Given data>
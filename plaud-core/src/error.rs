use std::io;
use std::path::PathBuf;

use thiserror::Error;

#[derive(Debug, Error)]
pub enum ConfigError {
    #[error("failed to read settings {path}: {source}")]
    Io { source: io::Error, path: PathBuf },
    #[error("failed to parse settings {path}: {source}")]
    Parse {
        source: toml::de::Error,
        path: PathBuf,
    },
    #[error("failed to write settings {path}: {source}")]
    Serialize {
        source: toml::ser::Error,
        path: PathBuf,
    },
    #[error("invalid settings: {0}")]
    Invalid(String),
}

pub type Result<T> = std::result::Result<T, ConfigError>;
use std::time::Duration;

use tokio::time::sleep;
use tracing::{debug, info};

use super::discovery::gate_sees_recordings;
use super::driver::UiDriver;
use super::error::{ExportError, ExportResult};
use super::progress::{ProgressSink, RunStatus, StatusUpdate};
use super::runner::CancelToken;

const POLL_INTERVAL: Duration = Duration::from_secs(1);
const SETTLE_DELAY: Duration = Duration::from_secs(1);
const MAX_ATTEMPTS: u32 = 300;
const STATUS_EVERY: u32 = 5;

/// Injected on top of the page so the operator can signal readiness when the
/// list never becomes automatically detectable (unusual folder layouts,
/// localized UIs).
const READY_OVERLAY_SCRIPT: &str = r#"
(() => {
    if (document.getElementById('plaud-export-ready-dialog')) {
        return true;
    }
    window.__plaudExportReady = false;
    const dialog = document.createElement('div');
    dialog.id = 'plaud-export-ready-dialog';
    dialog.style.cssText = [
        'position: fixed', 'top: 20px', 'right: 20px',
        'background-color: #4a6fa5', 'color: white', 'padding: 15px',
        'border-radius: 5px', 'z-index: 9999',
        'box-shadow: 0 2px 10px rgba(0,0,0,0.2)', 'max-width: 300px'
    ].join(';');
    dialog.innerHTML = `
        <h3 style="margin-top: 0; margin-bottom: 10px;">Plaud Audio Export</h3>
        <p style="margin-bottom: 10px;">Please navigate to your recordings page, then click the button below:</p>
        <button id="plaud-export-ready-button" style="background-color: white; color: #4a6fa5; border: none; padding: 8px 15px; border-radius: 3px; cursor: pointer; font-weight: bold;">I'm Ready</button>
    `;
    document.body.appendChild(dialog);
    document.getElementById('plaud-export-ready-button').addEventListener('click', () => {
        window.__plaudExportReady = true;
        dialog.style.display = 'none';
    });
    return true;
})()
"#;

const USER_READY_SCRIPT: &str = "window.__plaudExportReady === true";

const REMOVE_OVERLAY_SCRIPT: &str = r#"
(() => {
    const dialog = document.getElementById('plaud-export-ready-dialog');
    if (dialog) {
        dialog.remove();
    }
    return true;
})()
"#;

/// Blocks until the recordings list is detectable or the operator clicks the
/// injected acknowledgement button, bounded by five minutes.
///
/// An operator acknowledgement is trusted even when no recordings were ever
/// detected; the subsequent discovery step reports an empty list as its own
/// distinguishable outcome.
pub async fn wait_for_recordings<D: UiDriver + ?Sized>(
    driver: &mut D,
    cancel: &CancelToken,
    sink: &dyn ProgressSink,
) -> ExportResult<()> {
    driver.evaluate(READY_OVERLAY_SCRIPT).await?;

    let mut user_ready = false;
    for attempt in 1..=MAX_ATTEMPTS {
        if cancel.is_canceled() {
            return Err(ExportError::Canceled);
        }

        user_ready = is_user_ready(driver).await?;
        if user_ready {
            info!("operator signaled readiness");
            // Give any in-flight page transition a moment to finish.
            sleep(SETTLE_DELAY).await;
            break;
        }

        if let Some(selector) = gate_sees_recordings(driver).await? {
            info!(selector, "recordings detected");
            driver.evaluate(REMOVE_OVERLAY_SCRIPT).await?;
            return Ok(());
        }

        if attempt % STATUS_EVERY == 0 {
            debug!(attempt, max = MAX_ATTEMPTS, "still waiting for recordings");
            sink.publish(StatusUpdate::new(
                RunStatus::WaitingRecordings,
                "Waiting for recordings to appear or for you to click \"I'm Ready\"...",
            ));
        }

        sleep(POLL_INTERVAL).await;
    }

    if gate_sees_recordings(driver).await?.is_some() {
        return Ok(());
    }
    if user_ready {
        info!("proceeding on operator readiness signal");
        return Ok(());
    }
    Err(ExportError::Timeout("recordings to appear".into()))
}

async fn is_user_ready<D: UiDriver + ?Sized>(driver: &mut D) -> ExportResult<bool> {
    let value = driver.evaluate(USER_READY_SCRIPT).await?;
    Ok(value.as_bool().unwrap_or(false))
}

What the exercise asks>
Would you return exactly, and only, the lines beginning at the one with "let value = driver.evaluate(USER_READY_SCRIPT).await?;" and ending at the last line of the listing?

Answer space>
    let value = driver.evaluate(USER_READY_SCRIPT).await?;
    Ok(value.as_bool().unwrap_or(false))
}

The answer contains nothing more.